All that should come back is the lines of the data below from the one containing "let report = seeder.seed(data, args.reset).await?;" to the one containing "pub const MAX_PAGE_LIMIT: u32 = 50;", inclusive, exactly as they stand.

◆ **Data shown**:
========================================

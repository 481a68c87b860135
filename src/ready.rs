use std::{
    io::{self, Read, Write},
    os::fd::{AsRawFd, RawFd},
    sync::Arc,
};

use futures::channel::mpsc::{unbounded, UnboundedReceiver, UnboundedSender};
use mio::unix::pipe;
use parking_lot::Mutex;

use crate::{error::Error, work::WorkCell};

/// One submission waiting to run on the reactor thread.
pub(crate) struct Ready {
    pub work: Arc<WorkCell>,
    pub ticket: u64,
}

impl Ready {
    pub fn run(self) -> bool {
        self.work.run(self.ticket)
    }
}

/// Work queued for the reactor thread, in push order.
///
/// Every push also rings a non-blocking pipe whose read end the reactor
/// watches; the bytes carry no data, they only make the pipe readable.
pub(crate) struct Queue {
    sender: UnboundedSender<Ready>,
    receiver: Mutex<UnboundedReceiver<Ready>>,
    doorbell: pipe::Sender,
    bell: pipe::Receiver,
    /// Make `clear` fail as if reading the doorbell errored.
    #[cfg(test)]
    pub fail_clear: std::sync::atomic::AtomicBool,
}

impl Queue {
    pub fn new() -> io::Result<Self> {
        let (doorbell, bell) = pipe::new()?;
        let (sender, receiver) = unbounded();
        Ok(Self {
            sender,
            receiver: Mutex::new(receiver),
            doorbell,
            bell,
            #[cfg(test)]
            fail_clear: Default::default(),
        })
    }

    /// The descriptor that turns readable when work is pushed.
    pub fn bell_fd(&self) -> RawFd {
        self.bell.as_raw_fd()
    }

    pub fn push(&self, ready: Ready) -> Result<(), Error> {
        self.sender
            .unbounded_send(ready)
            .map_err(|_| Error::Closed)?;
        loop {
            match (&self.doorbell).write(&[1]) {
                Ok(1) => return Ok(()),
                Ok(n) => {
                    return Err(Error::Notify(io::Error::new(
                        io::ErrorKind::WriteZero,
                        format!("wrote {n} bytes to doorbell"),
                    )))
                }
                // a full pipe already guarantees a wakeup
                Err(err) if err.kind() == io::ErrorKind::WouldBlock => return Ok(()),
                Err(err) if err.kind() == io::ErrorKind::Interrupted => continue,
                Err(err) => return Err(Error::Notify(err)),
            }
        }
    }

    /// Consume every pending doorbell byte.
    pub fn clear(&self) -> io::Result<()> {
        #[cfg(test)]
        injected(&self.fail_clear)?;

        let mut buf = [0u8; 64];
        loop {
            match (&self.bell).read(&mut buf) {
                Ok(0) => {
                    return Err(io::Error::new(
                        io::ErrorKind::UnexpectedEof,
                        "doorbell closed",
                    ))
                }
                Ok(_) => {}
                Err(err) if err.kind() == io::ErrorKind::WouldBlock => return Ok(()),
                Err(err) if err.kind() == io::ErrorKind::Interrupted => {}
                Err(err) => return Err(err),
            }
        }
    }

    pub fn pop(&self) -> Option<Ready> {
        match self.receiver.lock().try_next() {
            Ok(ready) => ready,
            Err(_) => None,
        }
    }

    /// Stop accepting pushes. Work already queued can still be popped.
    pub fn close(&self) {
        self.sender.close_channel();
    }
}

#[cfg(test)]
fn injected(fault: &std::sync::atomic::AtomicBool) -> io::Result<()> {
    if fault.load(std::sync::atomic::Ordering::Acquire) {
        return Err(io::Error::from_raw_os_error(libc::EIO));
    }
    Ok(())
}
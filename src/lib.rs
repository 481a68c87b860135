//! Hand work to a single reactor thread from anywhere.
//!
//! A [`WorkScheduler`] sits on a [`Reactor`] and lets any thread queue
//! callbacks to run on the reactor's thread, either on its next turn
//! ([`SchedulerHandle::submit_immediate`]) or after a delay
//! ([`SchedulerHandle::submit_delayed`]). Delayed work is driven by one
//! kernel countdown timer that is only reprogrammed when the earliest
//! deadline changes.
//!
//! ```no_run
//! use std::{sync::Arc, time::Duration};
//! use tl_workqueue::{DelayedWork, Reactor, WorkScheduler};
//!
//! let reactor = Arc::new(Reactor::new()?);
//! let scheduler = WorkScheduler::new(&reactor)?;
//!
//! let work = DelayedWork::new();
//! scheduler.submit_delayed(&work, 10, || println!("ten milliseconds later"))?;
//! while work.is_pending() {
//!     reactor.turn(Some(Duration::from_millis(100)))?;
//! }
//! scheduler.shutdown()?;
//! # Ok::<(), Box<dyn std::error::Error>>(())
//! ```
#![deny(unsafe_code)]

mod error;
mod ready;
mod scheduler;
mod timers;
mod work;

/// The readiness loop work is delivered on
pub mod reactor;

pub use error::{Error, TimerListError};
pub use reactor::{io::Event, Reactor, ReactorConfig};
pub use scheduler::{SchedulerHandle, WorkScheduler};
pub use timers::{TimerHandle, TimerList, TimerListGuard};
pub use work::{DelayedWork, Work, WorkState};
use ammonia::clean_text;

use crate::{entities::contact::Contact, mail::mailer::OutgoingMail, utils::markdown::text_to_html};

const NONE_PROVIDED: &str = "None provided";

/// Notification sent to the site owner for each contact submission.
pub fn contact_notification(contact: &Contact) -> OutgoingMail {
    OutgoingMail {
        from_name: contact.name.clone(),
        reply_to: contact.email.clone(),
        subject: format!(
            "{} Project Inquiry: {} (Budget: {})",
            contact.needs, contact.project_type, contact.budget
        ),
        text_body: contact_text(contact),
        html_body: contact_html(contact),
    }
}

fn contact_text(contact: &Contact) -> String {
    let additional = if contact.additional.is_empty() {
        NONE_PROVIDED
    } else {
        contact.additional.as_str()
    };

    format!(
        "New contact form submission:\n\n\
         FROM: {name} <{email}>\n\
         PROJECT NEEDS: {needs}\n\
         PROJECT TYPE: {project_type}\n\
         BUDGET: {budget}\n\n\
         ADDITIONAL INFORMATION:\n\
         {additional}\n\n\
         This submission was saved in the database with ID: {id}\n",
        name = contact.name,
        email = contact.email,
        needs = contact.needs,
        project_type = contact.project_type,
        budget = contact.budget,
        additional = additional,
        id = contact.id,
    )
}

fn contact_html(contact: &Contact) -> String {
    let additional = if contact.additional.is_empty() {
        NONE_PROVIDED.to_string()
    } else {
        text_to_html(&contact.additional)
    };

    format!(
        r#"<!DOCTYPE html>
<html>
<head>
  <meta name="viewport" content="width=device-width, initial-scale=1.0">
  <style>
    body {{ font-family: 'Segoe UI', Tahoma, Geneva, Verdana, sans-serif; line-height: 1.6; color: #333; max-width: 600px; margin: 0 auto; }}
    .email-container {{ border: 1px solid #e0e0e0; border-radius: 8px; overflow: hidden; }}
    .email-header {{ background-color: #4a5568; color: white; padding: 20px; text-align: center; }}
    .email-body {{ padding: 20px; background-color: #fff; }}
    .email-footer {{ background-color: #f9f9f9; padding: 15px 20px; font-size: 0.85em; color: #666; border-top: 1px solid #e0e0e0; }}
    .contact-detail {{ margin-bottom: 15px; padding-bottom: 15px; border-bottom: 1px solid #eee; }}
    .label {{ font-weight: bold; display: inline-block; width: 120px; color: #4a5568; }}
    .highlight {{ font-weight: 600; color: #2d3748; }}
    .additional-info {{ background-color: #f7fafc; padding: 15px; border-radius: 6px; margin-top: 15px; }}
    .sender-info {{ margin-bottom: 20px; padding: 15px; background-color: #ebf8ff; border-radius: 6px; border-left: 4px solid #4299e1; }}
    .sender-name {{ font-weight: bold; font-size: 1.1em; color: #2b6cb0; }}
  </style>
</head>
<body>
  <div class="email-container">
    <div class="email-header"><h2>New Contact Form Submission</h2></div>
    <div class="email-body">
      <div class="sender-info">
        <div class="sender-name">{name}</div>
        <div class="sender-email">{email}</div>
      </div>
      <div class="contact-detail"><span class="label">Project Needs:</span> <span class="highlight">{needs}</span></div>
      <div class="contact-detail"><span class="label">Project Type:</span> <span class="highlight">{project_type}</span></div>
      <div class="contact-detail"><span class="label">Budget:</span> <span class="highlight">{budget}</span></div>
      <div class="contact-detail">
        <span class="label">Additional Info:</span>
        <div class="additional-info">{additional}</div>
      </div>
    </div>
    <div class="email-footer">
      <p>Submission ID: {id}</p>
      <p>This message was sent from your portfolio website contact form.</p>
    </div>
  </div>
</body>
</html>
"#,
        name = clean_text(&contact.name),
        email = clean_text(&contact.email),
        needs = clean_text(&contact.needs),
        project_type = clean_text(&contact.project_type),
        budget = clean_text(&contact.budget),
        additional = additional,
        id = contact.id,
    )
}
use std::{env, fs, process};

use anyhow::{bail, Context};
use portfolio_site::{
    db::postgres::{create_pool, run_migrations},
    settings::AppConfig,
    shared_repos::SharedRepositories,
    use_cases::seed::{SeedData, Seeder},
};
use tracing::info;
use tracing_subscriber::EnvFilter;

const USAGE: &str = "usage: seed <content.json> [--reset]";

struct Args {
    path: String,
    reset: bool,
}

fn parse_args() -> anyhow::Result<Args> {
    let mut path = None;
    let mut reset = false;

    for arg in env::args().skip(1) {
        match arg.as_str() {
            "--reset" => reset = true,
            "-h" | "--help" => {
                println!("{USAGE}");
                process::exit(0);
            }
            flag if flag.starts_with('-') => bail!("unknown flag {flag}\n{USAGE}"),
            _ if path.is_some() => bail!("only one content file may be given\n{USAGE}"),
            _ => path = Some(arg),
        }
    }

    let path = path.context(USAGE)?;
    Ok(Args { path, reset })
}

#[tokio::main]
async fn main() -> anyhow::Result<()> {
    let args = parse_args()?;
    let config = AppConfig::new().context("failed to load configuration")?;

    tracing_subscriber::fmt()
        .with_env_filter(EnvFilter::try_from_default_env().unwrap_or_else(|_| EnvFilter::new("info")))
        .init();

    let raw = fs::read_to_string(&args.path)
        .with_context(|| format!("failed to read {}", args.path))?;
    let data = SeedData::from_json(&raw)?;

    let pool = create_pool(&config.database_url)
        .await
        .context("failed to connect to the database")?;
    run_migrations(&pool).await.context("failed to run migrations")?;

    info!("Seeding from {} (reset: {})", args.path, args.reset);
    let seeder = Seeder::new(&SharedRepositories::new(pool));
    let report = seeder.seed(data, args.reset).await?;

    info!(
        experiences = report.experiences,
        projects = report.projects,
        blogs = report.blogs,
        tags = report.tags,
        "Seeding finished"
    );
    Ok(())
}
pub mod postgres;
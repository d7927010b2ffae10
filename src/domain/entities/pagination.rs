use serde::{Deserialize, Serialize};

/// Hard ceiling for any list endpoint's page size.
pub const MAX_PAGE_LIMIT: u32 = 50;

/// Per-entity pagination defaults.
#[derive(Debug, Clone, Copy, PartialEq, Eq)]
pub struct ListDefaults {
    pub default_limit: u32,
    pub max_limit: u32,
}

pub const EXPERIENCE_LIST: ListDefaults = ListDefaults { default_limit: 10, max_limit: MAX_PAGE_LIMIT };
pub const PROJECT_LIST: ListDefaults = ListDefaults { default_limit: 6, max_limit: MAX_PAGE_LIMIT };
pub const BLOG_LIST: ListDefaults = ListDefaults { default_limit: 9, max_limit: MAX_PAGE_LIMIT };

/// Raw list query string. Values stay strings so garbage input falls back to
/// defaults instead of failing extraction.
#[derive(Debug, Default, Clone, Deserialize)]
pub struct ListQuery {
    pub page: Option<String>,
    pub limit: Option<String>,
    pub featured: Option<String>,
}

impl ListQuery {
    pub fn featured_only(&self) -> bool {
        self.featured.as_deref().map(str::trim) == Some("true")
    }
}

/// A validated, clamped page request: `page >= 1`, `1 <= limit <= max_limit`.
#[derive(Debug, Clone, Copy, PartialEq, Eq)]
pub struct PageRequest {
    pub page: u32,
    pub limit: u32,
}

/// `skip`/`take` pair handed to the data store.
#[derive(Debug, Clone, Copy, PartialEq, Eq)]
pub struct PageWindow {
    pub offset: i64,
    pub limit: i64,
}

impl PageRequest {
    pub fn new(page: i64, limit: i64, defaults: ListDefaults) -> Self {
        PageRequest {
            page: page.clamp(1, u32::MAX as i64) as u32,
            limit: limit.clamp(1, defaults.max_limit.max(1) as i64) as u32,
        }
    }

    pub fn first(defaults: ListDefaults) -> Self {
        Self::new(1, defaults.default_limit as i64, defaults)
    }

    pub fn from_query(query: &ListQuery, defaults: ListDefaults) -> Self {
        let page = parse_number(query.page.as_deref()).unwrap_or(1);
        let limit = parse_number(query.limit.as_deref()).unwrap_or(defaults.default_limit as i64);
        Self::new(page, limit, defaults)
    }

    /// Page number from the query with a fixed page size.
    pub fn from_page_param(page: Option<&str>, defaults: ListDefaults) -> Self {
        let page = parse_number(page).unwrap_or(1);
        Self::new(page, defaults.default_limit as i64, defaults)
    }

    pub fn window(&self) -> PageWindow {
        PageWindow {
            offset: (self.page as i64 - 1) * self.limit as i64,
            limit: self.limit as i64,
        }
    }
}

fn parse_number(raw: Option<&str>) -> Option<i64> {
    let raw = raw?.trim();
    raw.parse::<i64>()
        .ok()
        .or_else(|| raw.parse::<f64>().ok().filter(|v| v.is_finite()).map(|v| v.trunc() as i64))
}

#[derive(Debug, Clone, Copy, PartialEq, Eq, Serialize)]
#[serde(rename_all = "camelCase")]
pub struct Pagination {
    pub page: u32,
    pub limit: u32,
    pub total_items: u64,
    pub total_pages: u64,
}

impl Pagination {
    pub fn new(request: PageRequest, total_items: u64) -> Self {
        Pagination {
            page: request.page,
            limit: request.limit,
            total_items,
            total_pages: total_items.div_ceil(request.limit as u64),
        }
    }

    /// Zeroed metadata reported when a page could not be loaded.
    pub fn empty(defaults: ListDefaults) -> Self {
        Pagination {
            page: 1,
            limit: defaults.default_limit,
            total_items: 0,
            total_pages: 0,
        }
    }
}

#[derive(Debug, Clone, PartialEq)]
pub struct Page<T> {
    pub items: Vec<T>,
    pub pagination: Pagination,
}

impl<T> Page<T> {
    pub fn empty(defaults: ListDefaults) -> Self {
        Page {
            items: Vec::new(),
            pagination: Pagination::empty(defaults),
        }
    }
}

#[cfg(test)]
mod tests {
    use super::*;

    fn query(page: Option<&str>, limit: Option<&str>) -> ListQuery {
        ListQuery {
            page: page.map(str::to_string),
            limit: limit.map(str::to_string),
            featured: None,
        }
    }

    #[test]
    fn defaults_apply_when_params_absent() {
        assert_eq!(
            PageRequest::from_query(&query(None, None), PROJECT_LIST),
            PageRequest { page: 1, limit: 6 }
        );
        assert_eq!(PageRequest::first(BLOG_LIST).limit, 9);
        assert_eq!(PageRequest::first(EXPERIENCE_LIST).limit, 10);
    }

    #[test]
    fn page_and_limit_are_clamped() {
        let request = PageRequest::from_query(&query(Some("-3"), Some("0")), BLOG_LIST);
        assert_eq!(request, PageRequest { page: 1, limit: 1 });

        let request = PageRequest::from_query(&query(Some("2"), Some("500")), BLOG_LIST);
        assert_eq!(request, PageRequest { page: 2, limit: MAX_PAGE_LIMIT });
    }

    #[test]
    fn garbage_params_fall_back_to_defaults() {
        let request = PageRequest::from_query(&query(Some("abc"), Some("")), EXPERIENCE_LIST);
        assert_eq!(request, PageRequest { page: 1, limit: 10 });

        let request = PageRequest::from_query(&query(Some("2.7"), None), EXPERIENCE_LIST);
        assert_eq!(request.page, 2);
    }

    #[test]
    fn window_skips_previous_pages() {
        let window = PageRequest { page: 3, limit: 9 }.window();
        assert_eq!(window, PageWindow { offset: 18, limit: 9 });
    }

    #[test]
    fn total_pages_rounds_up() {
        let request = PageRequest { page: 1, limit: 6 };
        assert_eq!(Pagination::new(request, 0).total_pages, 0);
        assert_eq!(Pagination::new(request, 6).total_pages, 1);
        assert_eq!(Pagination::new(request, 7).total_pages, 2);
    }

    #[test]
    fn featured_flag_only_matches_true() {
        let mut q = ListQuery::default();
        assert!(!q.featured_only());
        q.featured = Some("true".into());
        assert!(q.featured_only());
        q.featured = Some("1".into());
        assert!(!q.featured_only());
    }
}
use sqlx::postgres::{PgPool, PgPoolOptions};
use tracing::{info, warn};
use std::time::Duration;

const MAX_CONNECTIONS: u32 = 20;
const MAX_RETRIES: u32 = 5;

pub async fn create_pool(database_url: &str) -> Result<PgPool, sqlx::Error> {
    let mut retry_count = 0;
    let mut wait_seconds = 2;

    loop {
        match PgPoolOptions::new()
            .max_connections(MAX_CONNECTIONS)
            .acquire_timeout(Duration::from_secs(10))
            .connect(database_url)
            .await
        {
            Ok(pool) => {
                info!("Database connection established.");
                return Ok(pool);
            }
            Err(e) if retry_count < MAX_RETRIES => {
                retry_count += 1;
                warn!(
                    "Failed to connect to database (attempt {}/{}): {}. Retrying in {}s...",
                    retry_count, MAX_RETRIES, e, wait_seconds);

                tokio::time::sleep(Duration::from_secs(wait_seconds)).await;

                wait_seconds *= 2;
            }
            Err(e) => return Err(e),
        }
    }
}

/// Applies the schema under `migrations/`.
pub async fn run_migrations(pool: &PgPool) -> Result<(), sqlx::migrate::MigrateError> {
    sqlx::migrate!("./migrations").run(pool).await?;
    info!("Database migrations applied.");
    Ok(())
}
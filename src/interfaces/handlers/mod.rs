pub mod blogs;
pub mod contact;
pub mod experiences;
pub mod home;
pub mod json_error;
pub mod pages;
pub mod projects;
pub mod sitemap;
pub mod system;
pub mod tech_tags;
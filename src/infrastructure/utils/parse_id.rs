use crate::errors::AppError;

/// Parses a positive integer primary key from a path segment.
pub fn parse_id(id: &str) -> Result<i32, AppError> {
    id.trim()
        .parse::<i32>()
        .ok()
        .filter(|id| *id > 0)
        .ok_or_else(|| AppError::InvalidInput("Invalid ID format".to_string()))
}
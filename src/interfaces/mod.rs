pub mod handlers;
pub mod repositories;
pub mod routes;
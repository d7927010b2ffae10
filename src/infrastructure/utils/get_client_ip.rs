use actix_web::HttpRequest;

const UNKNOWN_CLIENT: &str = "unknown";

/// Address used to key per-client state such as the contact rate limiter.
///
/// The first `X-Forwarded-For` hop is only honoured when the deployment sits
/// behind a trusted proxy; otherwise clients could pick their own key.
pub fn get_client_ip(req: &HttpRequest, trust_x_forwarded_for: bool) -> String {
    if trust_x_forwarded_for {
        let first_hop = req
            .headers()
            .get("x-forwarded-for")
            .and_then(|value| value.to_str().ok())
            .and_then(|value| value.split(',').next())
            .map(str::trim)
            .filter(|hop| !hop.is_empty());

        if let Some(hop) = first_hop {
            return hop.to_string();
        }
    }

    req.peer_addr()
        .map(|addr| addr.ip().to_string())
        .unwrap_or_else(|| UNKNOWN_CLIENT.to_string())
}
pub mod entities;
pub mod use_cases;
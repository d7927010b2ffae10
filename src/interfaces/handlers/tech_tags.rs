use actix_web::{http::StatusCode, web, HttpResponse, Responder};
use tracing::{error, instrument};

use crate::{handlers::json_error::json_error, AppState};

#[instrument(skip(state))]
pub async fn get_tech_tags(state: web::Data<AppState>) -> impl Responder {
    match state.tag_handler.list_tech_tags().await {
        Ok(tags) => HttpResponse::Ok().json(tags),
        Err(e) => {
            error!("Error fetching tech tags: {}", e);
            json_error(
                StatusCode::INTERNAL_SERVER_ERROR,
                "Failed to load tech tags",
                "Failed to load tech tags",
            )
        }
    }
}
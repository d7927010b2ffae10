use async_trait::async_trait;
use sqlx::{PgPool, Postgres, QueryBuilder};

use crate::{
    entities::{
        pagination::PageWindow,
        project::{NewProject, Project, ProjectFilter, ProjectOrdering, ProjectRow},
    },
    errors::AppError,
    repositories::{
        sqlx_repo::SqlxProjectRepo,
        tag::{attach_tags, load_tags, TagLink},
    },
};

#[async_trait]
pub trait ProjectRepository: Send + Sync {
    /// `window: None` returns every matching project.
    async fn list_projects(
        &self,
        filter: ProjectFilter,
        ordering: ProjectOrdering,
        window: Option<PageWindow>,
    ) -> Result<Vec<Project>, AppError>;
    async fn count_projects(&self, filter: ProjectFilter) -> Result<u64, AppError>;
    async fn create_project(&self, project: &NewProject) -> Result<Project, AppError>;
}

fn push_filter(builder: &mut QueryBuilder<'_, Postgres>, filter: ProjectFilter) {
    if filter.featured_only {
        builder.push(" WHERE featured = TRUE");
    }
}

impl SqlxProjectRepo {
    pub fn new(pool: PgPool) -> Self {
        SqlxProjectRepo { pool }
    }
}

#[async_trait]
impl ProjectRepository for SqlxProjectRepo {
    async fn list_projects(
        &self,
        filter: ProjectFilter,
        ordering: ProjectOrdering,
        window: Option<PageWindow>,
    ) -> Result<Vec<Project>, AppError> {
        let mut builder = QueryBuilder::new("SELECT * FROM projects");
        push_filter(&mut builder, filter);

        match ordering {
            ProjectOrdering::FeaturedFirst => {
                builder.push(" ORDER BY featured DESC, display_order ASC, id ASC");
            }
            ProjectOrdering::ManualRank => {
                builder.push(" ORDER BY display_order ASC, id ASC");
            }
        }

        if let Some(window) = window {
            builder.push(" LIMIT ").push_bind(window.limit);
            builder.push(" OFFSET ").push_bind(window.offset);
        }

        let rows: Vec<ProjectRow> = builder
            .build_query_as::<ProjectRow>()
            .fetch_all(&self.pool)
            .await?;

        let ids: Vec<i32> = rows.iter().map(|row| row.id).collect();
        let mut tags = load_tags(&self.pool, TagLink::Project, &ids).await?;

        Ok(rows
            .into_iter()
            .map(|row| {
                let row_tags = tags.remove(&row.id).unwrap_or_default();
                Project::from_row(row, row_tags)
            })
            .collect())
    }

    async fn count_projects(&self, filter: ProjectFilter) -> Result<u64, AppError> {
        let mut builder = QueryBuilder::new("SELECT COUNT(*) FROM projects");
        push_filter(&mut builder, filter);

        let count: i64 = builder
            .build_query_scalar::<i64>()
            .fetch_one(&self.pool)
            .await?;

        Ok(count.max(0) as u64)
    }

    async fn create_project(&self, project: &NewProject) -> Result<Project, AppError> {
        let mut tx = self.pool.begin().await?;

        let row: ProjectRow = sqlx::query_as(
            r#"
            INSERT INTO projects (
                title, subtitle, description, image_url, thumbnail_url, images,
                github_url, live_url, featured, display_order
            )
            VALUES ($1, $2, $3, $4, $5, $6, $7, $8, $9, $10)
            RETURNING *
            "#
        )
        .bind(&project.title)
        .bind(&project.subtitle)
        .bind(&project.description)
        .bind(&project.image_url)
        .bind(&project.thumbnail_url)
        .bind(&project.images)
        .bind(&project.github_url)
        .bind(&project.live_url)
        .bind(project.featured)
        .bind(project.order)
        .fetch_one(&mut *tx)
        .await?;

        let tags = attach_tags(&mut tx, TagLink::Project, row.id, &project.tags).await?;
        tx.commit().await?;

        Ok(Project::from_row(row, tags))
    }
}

========================================

◆ **Solution for this problem**:
    let report = seeder.seed(data, args.reset).await?;

    info!(
        experiences = report.experiences,
        projects = report.projects,
        blogs = report.blogs,
        tags = report.tags,
        "Seeding finished"
    );
    Ok(())
}
pub mod postgres;
repository d7927010b2ffae10
filename src/domain/entities/pagination.rs
use serde::{Deserialize, Serialize};

/// Hard ceiling for any list endpoint's page size.
pub const MAX_PAGE_LIMIT: u32 = 50;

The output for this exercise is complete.